==== Data for analysis

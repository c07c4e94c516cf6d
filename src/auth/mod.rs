//! Caller identity, token issuance/verification, password hashing and
//! login sessions.

use thiserror::Error;

use crate::types::UserId;

pub mod jwt;
pub mod password;
pub mod session;

pub use jwt::{Claims, JwtKeys, TokenVerifier, VerifiedToken};
pub use password::{Argon2Hasher, PasswordHasher};
pub use session::{InMemorySessionStore, Session, SessionStore};

/// Resolves the caller of the current request.
///
/// Services never look at tokens; they only ask this for the user id.
pub trait IdentityContext: Send + Sync {
    fn current_user(&self) -> UserId;
}

impl IdentityContext for UserId {
    fn current_user(&self) -> UserId {
        *self
    }
}

#[derive(Debug, Error)]
pub enum AuthError {
    #[error("JWT secret not configured")]
    MissingSecret,

    #[error("Invalid JWT token: {0}")]
    InvalidToken(String),

    #[error("Session is no longer active")]
    SessionInactive,

    #[error("JWT generation error: {0}")]
    TokenGeneration(String),

    #[error("Password hashing error: {0}")]
    Hashing(String),

    #[error("Session store error: {0}")]
    SessionStore(String),
}
// handlers/protected/projects.rs - /api/projects[/:project_id]

use axum::{extract::State, Extension};

use crate::api::{CreateProjectRequest, UpdateProjectRequest};
use crate::database::models::Project;
use crate::handlers::{ApiJson, ApiPath};
use crate::middleware::{ApiResponse, ApiResult, AuthUser};
use crate::state::AppState;
use crate::types::ProjectId;

/// POST /api/projects - the caller becomes the owner
pub async fn create(
    State(state): State<AppState>,
    Extension(user): Extension<AuthUser>,
    ApiJson(payload): ApiJson<CreateProjectRequest>,
) -> ApiResult<Project> {
    let project = state.services.projects.create(&user, payload).await?;
    Ok(ApiResponse::created(project))
}

/// GET /api/projects - projects owned by the caller
pub async fn list(State(state): State<AppState>, Extension(user): Extension<AuthUser>) -> ApiResult<Vec<Project>> {
    let projects = state.services.projects.list_mine(&user).await?;
    Ok(ApiResponse::success(projects))
}

pub async fn get(
    State(state): State<AppState>,
    Extension(user): Extension<AuthUser>,
    ApiPath(project_id): ApiPath<ProjectId>,
) -> ApiResult<Project> {
    let project = state.services.projects.get(&user, project_id).await?;
    Ok(ApiResponse::success(project))
}

/// PUT /api/projects/:project_id - omitted fields are left as they are
pub async fn update(
    State(state): State<AppState>,
    Extension(user): Extension<AuthUser>,
    ApiPath(project_id): ApiPath<ProjectId>,
    ApiJson(payload): ApiJson<UpdateProjectRequest>,
) -> ApiResult<Project> {
    let project = state.services.projects.update(&user, project_id, payload).await?;
    Ok(ApiResponse::success(project))
}

/// DELETE /api/projects/:project_id - also removes its lists and tasks
pub async fn delete(
    State(state): State<AppState>,
    Extension(user): Extension<AuthUser>,
    ApiPath(project_id): ApiPath<ProjectId>,
) -> ApiResult<()> {
    state.services.projects.delete(&user, project_id).await?;
    Ok(ApiResponse::no_content())
}
use anyhow::Context;
use clap::Parser;
use tracing_subscriber::EnvFilter;

use todo_api::config::{self, StorageBackend};
use todo_api::routes;
use todo_api::state::AppState;

#[derive(Parser)]
#[command(name = "todo-api")]
#[command(about = "Todo API server - projects, todo lists and ordered tasks")]
#[command(version)]
struct Args {
    #[arg(long, help = "Port to listen on (overrides TODO_API_PORT / PORT)")]
    port: Option<u16>,

    #[arg(long, help = "Storage backend: memory or postgres (overrides STORAGE_BACKEND)")]
    storage: Option<StorageBackend>,
}

#[tokio::main]
async fn main() -> anyhow::Result<()> {
    // Load .env before the config singleton reads the environment
    let _ = dotenvy::dotenv();
    let args = Args::parse();

    let mut config = config::config().clone();
    if let Some(port) = args.port {
        config.api.port = port;
    }
    if let Some(storage) = args.storage {
        config.storage.backend = storage;
    }

    tracing_subscriber::fmt()
        .with_env_filter(
            EnvFilter::try_from_default_env().unwrap_or_else(|_| EnvFilter::new(&config.api.log_filter)),
        )
        .init();

    tracing::info!("Starting Todo API in {:?} mode", config.environment);
    if todo_api::is_production!() && config.storage.backend == StorageBackend::Memory {
        tracing::warn!("In-memory storage in production: all data is lost on restart");
    }

    let state = AppState::from_config(&config)
        .await
        .context("failed to initialise application state")?;
    let app = routes::app(state, &config.security);

    let bind_addr = format!("0.0.0.0:{}", config.api.port);
    let listener = tokio::net::TcpListener::bind(&bind_addr)
        .await
        .with_context(|| format!("failed to bind {}", bind_addr))?;

    tracing::info!("Todo API listening on http://{}", bind_addr);

    axum::serve(listener, app)
        .with_graceful_shutdown(shutdown_signal())
        .await
        .context("server error")?;

    tracing::info!("Todo API stopped");
    Ok(())
}

async fn shutdown_signal() {
    match tokio::signal::ctrl_c().await {
        Ok(()) => tracing::info!("Shutdown signal received"),
        Err(e) => {
            tracing::error!("Failed to listen for shutdown signal: {}", e);
            std::future::pending::<()>().await;
        }
    }
}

========

To do: Pull every line containing "String" out of the entries.

Final answer:
    InvalidToken(String),
    TokenGeneration(String),
    Hashing(String),
    SessionStore(String),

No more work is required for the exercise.